Nacque nel Peloponneso, e lavorò soprattutto ad Atene, dove conobbe Fidia. Questo evento influì molto sulla vita e anche e soprattutto sulle successive opere di Policleto. Le sue opere, realizzate soprattutto in bronzo, sono da noi conosciute solo attraverso una copie età romana ed ellenistica.
Ideò un "canone" dove venivano teorizzate le regole per risolvere le giuste proporzioni del corpo umano nella figura atletica maschile. Il suo ideale di armonia delle forme è rappresentato in modo esemplare nelle copie marmoree del "Doriforo" e del "Diadumeno".
Il Doriforo e il Diadumeno
Il Doriforo 450 a.C., copia romana, marmo; alt. m 2,12 scolpito da Policleto. Questa opera è un esempio di contrapposto, nel quale le braccia e le gambe e il bacino e le spalle si sostengono a vicenda. Questa tecnica è graficamente espressa dalla lettera dell'alfabeto greco χ (chi), illustra graficamente la disposizione incrociata degli elementi del chiasmo, nome di questa tecnica.
Questa grandiosa opera è da noi conosciuta solo attraverso una copia conservata al Museo Nazionale di Napoli.
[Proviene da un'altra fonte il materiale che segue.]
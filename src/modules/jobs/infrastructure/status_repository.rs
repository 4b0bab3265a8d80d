/// Diesel-based implementation of the queue status tracker
use crate::modules::jobs::domain::status::{QueuePhase, QueueStatusRecord, QueueStatusRepository};
use crate::modules::jobs::infrastructure::models::{
    phase_from_db, phase_to_db, NewQueueStatus, QueueStatusModel,
};
use crate::modules::jobs::domain::value_objects::QueuePhaseDb;
use crate::schema::queue_status;
use crate::shared::database::{DbConnection, DbPool};
use crate::shared::errors::{AppError, AppResult};
use async_trait::async_trait;
use diesel::prelude::*;
use uuid::Uuid;

pub struct QueueStatusRepositoryImpl {
    pool: DbPool,
}

impl QueueStatusRepositoryImpl {
    pub fn new(pool: DbPool) -> Self {
        Self { pool }
    }

    fn get_conn(&self) -> AppResult<DbConnection> {
        self.pool
            .get()
            .map_err(|e| AppError::DatabaseError(format!("Failed to get connection: {}", e)))
    }

    fn load_by_job_id(
        conn: &mut DbConnection,
        job_id: Uuid,
    ) -> AppResult<Option<QueueStatusModel>> {
        queue_status::table
            .filter(queue_status::job_id.eq(job_id))
            .select(QueueStatusModel::as_select())
            .first(conn)
            .optional()
            .map_err(|e| AppError::DatabaseError(format!("Failed to load queue status: {}", e)))
    }
}

#[async_trait]
impl QueueStatusRepository for QueueStatusRepositoryImpl {
    async fn create(&self, job_id: Uuid, user_id: i32) -> AppResult<QueueStatusRecord> {
        let mut conn = self.get_conn()?;

        let new_record = NewQueueStatus {
            job_id,
            user_id,
            status: QueuePhaseDb::Queued,
        };

        let inserted: QueueStatusModel = diesel::insert_into(queue_status::table)
            .values(&new_record)
            .get_result(&mut conn)
            .map_err(|e| {
                AppError::DatabaseError(format!("Failed to create queue status: {}", e))
            })?;

        Ok(inserted.to_record())
    }

    async fn advance(
        &self,
        job_id: Uuid,
        phase: QueuePhase,
        processing_time_secs: Option<i32>,
    ) -> AppResult<Option<QueueStatusRecord>> {
        let mut conn = self.get_conn()?;

        let current = match Self::load_by_job_id(&mut conn, job_id)? {
            Some(record) => record,
            None => {
                log::warn!(
                    "Queue status advance for unknown job {} to {} ignored",
                    job_id,
                    phase
                );
                return Ok(None);
            }
        };

        let current_phase = phase_from_db(current.status);
        if !current_phase.can_advance_to(phase) {
            log::warn!(
                "Queue status regression for job {} ({} -> {}) ignored",
                job_id,
                current_phase,
                phase
            );
            return Ok(None);
        }

        let updated: QueueStatusModel = match processing_time_secs {
            Some(secs) => diesel::update(queue_status::table.filter(queue_status::job_id.eq(job_id)))
                .set((
                    queue_status::status.eq(phase_to_db(phase)),
                    queue_status::processing_time_secs.eq(secs),
                ))
                .get_result(&mut conn),
            None => diesel::update(queue_status::table.filter(queue_status::job_id.eq(job_id)))
                .set(queue_status::status.eq(phase_to_db(phase)))
                .get_result(&mut conn),
        }
        .map_err(|e| AppError::DatabaseError(format!("Failed to advance queue status: {}", e)))?;

        log::info!(
            "Queue status for job {} advanced to {} (user {})",
            job_id,
            phase,
            updated.user_id
        );

        Ok(Some(updated.to_record()))
    }

    async fn get_by_job_id(&self, job_id: Uuid) -> AppResult<Option<QueueStatusRecord>> {
        let mut conn = self.get_conn()?;
        Ok(Self::load_by_job_id(&mut conn, job_id)?.map(|m| m.to_record()))
    }
}
/// Repository trait for job persistence
///
/// Defines the interface for the durable queue. Implementation uses Diesel
/// with PostgreSQL and `FOR UPDATE SKIP LOCKED` dequeue so several worker
/// processes can share one queue.
use crate::modules::jobs::domain::entities::{Job, JobRecord};
use crate::shared::errors::AppResult;
use async_trait::async_trait;
use std::time::Duration;
use uuid::Uuid;

#[cfg_attr(test, mockall::automock)]
#[async_trait]
pub trait JobRepository: Send + Sync {
    /// Enqueue a new job. Duplicate enqueues for the same user are legal;
    /// redundant recalculation is tolerated downstream.
    async fn enqueue(&self, job: Job) -> AppResult<JobRecord>;

    /// Atomically claim the next eligible job (pending, run_at due).
    /// Returns None if no jobs are available.
    async fn dequeue(&self) -> AppResult<Option<JobRecord>>;

    /// Mark job as completed
    async fn mark_completed(&self, job_id: Uuid) -> AppResult<()>;

    /// Record a failed attempt. While attempts remain the job returns to
    /// pending with `run_at` pushed out by `retry_delay`; otherwise it is
    /// terminally failed.
    async fn mark_failed(&self, job_id: Uuid, error: &str, retry_delay: Duration) -> AppResult<()>;

    /// Get job by ID
    async fn get_by_id(&self, job_id: Uuid) -> AppResult<Option<JobRecord>>;

    /// Get all pending jobs (for monitoring)
    async fn get_pending_jobs(&self) -> AppResult<Vec<JobRecord>>;

    /// Get job statistics
    async fn get_statistics(&self) -> AppResult<JobStatistics>;
}

/// Job queue statistics
#[derive(Debug, Clone)]
pub struct JobStatistics {
    pub pending_count: i64,
    pub running_count: i64,
    pub completed_count: i64,
    pub failed_count: i64,
    pub total_count: i64,
}
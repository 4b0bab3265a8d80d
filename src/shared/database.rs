use crate::shared::errors::AppError;
use diesel::pg::PgConnection;
use diesel::r2d2::{self, ConnectionManager, Pool};
use std::time::Duration;

pub type DbPool = Pool<ConnectionManager<PgConnection>>;
pub type DbConnection = r2d2::PooledConnection<ConnectionManager<PgConnection>>;

#[derive(Debug)]
pub struct Database {
    pool: DbPool,
}

impl Database {
    pub fn new(database_url: &str) -> Result<Self, AppError> {
        Self::validate_database_url(database_url)?;

        let manager = ConnectionManager::<PgConnection>::new(database_url);

        let pool_config = Self::pool_config();
        let pool = r2d2::Pool::builder()
            .max_size(pool_config.max_size)
            .min_idle(Some(pool_config.min_idle))
            .connection_timeout(Duration::from_secs(10))
            .idle_timeout(Some(Duration::from_secs(300)))
            .max_lifetime(Some(Duration::from_secs(1800)))
            .test_on_check_out(true)
            .build(manager)
            .map_err(|e| {
                AppError::DatabaseError(format!("Failed to create connection pool: {}", e))
            })?;

        log::info!(
            "Database connection pool initialized with max_size: {}, min_idle: {}",
            pool.max_size(),
            pool_config.min_idle
        );

        Ok(Self { pool })
    }

    /// Create a Database instance from an existing pool (useful for testing)
    pub fn from_pool(pool: DbPool) -> Self {
        Self { pool }
    }

    fn validate_database_url(database_url: &str) -> Result<(), AppError> {
        if !database_url.starts_with("postgres://") && !database_url.starts_with("postgresql://") {
            return Err(AppError::DatabaseError(
                "Invalid database URL format. Must start with postgres:// or postgresql://"
                    .to_string(),
            ));
        }

        // Log connection target without exposing credentials
        log::info!(
            "Initializing database connection to: {}",
            database_url.split('@').last().unwrap_or("unknown_host")
        );

        Ok(())
    }

    /// Pool sizing based on available parallelism, capped for a worker process.
    fn pool_config() -> PoolConfig {
        let cpu_count = std::thread::available_parallelism()
            .map(|n| n.get())
            .unwrap_or(4);

        let max_size = std::cmp::min(cpu_count * 2, 20);
        let min_idle = std::cmp::max(2, max_size / 4);

        PoolConfig {
            max_size: max_size as u32,
            min_idle: min_idle as u32,
        }
    }

    pub fn get_connection(&self) -> Result<DbConnection, AppError> {
        self.pool.get().map_err(AppError::from)
    }

    pub fn pool(&self) -> &DbPool {
        &self.pool
    }
}

#[derive(Debug)]
struct PoolConfig {
    max_size: u32,
    min_idle: u32,
}
/// Diesel-based implementation of MovieRepository
///
/// Every write is INSERT .. ON CONFLICT DO NOTHING followed by a read of
/// the surviving row, so concurrent materialization of the same catalog id
/// converges without locks.
use crate::modules::catalog::domain::entities::{CatalogGenre, CatalogMovieDetail, Genre, Movie};
use crate::modules::catalog::domain::repository::MovieRepository;
use crate::modules::catalog::infrastructure::models::{GenreModel, MovieModel, NewGenre, NewMovie};
use crate::schema::{genres, movie_genres, movies};
use crate::shared::database::{DbConnection, DbPool};
use crate::shared::errors::{AppError, AppResult};
use async_trait::async_trait;
use diesel::prelude::*;
use uuid::Uuid;

pub struct MovieRepositoryImpl {
    pool: DbPool,
}

impl MovieRepositoryImpl {
    pub fn new(pool: DbPool) -> Self {
        Self { pool }
    }

    fn get_conn(&self) -> AppResult<DbConnection> {
        self.pool
            .get()
            .map_err(|e| AppError::DatabaseError(format!("Failed to get connection: {}", e)))
    }
}

#[async_trait]
impl MovieRepository for MovieRepositoryImpl {
    async fn find_or_create_movie(&self, detail: &CatalogMovieDetail) -> AppResult<Movie> {
        let mut conn = self.get_conn()?;

        let new_movie = NewMovie::from_detail(detail);
        diesel::insert_into(movies::table)
            .values(&new_movie)
            .on_conflict(movies::tmdb_id)
            .do_nothing()
            .execute(&mut conn)
            .map_err(|e| AppError::DatabaseError(format!("Failed to insert movie: {}", e)))?;

        let model: MovieModel = movies::table
            .filter(movies::tmdb_id.eq(detail.tmdb_id))
            .select(MovieModel::as_select())
            .first(&mut conn)
            .map_err(|e| {
                AppError::DatabaseError(format!(
                    "Failed to load movie tmdb_id {}: {}",
                    detail.tmdb_id, e
                ))
            })?;

        Ok(model.to_domain())
    }

    async fn find_or_create_genre(&self, genre: &CatalogGenre) -> AppResult<Genre> {
        let mut conn = self.get_conn()?;

        let new_genre = NewGenre::from_catalog(genre);
        diesel::insert_into(genres::table)
            .values(&new_genre)
            .on_conflict(genres::tmdb_id)
            .do_nothing()
            .execute(&mut conn)
            .map_err(|e| AppError::DatabaseError(format!("Failed to insert genre: {}", e)))?;

        let model: GenreModel = genres::table
            .filter(genres::tmdb_id.eq(genre.tmdb_id))
            .select(GenreModel::as_select())
            .first(&mut conn)
            .map_err(|e| {
                AppError::DatabaseError(format!(
                    "Failed to load genre tmdb_id {}: {}",
                    genre.tmdb_id, e
                ))
            })?;

        Ok(model.to_domain())
    }

    async fn link_movie_genre(&self, movie_id: Uuid, genre_id: Uuid) -> AppResult<()> {
        let mut conn = self.get_conn()?;

        diesel::insert_into(movie_genres::table)
            .values((
                movie_genres::movie_id.eq(movie_id),
                movie_genres::genre_id.eq(genre_id),
            ))
            .on_conflict((movie_genres::movie_id, movie_genres::genre_id))
            .do_nothing()
            .execute(&mut conn)
            .map_err(|e| {
                AppError::DatabaseError(format!("Failed to link movie to genre: {}", e))
            })?;

        Ok(())
    }

    async fn get_by_tmdb_id(&self, tmdb_id: i32) -> AppResult<Option<Movie>> {
        let mut conn = self.get_conn()?;

        let model: Option<MovieModel> = movies::table
            .filter(movies::tmdb_id.eq(tmdb_id))
            .select(MovieModel::as_select())
            .first(&mut conn)
            .optional()
            .map_err(|e| AppError::DatabaseError(format!("Failed to get movie: {}", e)))?;

        Ok(model.map(|m| m.to_domain()))
    }
}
Il Diadumeno è un atleta che, dopo aver partecipato ad una gara atletica, si sta accingendo in testa la fascia in segno di vittoria. La statua è purtroppo mutila delle mani e quindi non possiamo cogliere il momento in cui le mani si portano al capo.
Domande da interrogazione
- Quali sono le opere più celebri di Mirone?
- Qual è il significato del "Discobolo" di Mirone?
- Chi era Marsia e quale storia lo riguarda?
- Qual è il contributo di Policleto all'arte scultorea?
Le opere più illustri di Mirone includono "Atena e Marsia" e il "Discobolo", entrambe realizzate nel 450 a.C. e conosciute solo attraverso copie romane.
Il "Discobolo" rappresenta l'ideale di perfezione del corpo umano e la passione per i giochi olimpici, catturando lo sforzo muscolare di un atleta pronto a lanciare un disco.
Marsia era un satiro che raccolse il flauto di Atena, sfidò Apollo e fu punito per l'affronto, venendo scorticato vivo e trasformato in fiume.
Policleto ideò un "canone" per le proporzioni del corpo umano, esemplificato nelle sue opere come il "Doriforo" e il "Diadumeno", che rappresentano l'armonia delle forme.